Door opening. Two people coming in, stopping in silence alongside the bed. Who were they? What they might be thinking. Bright and tight; “Hello, mother. It’s me.” Another pause. “Matron, I suppose she is being lifted regularly? She doesn’t look all that comfortable.”
Ginny! So clumsy. She hoped matron wouldn’t be too upset.
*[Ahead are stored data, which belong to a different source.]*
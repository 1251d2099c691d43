use std::str::FromStr;

use tracing::metadata::LevelFilter;
use tracing_subscriber::{
    Layer, filter::FilterFn, prelude::__tracing_subscriber_SubscriberExt, util::SubscriberInitExt,
};

/// Environment variable consulted for the log level.
pub const LOG_LEVEL_ENV: &str = "LOG_LEVEL";

#[macro_export]
macro_rules! log {
    ($level:expr, $span:expr, $($msg:expr),*) => {{
        let span = $crate::tracing::span!($level, $span);
        let _enter = span.enter();

        $crate::tracing::event!($level, $($msg),*)
    }};
}

/// Client-to-server protocol traffic (`C:` lines).
#[macro_export]
macro_rules! outgoing {
    (level = $level:ident, $($msg:expr),*) => {
        $crate::log!($crate::tracing::Level::$level, "outgoing", $($msg),*)
    };

    ($($msg:expr),*) => {
        $crate::outgoing!(level = TRACE, $($msg),*)
    };
}

/// Server-to-client protocol traffic (`S:` lines).
#[macro_export]
macro_rules! incoming {
    (level = $level:ident, $($msg:expr),*) => {
        $crate::log!($crate::tracing::Level::$level, "incoming", $($msg),*)
    };

    ($($msg:expr),*) => {
        $crate::incoming!(level = TRACE, $($msg),*)
    };
}

#[macro_export]
macro_rules! internal {
    (level = $level:ident, $($msg:expr),*) => {
        $crate::log!($crate::tracing::Level::$level, "internal", $($msg),*)
    };

    ($($msg:expr),*) => {
        $crate::internal!(level = TRACE, $($msg),*)
    };
}

/// Resolves the level filter from an optional `LOG_LEVEL` value.
///
/// Unparseable values fall back to `default`, reporting the problem on stderr
/// since no subscriber exists yet.
pub fn level_from(value: Option<&str>, default: LevelFilter) -> LevelFilter {
    value.map_or(default, |level| {
        LevelFilter::from_str(level).unwrap_or_else(|_| {
            eprintln!("Invalid log level specified {level}, defaulting to {default}");
            default
        })
    })
}

pub fn init() {
    let default = if cfg!(debug_assertions) {
        LevelFilter::TRACE
    } else {
        LevelFilter::INFO
    };

    let level = level_from(std::env::var(LOG_LEVEL_ENV).ok().as_deref(), default);

    tracing_subscriber::Registry::default()
        .with(
            tracing_subscriber::fmt::layer()
                .with_file(false)
                .with_line_number(false)
                .compact()
                .with_ansi(true)
                .with_timer(tracing_subscriber::fmt::time::ChronoUtc::rfc_3339())
                .with_filter(level)
                .with_filter(FilterFn::new(|metadata| {
                    metadata.target().starts_with("mxmail")
                })),
        )
        .init();
}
Matron: “Of course she is, Mrs Constable, you’ve no need to worry now, so you haven’t.”
She could feel the tucking in of the bedclothes, the tightening of them across her chest. Matron smelled of flowery deodorant, woman, liquorice, lipstick, antiseptic. She tried hard to say, “Matron’s right, darling, you’ve no need to worry. No need at all.” But trying to talk with a tongue and a mouth and a jaw that would barely move when you wanted them to … stupid really. She felt her daughter’s finger touch down on her lips.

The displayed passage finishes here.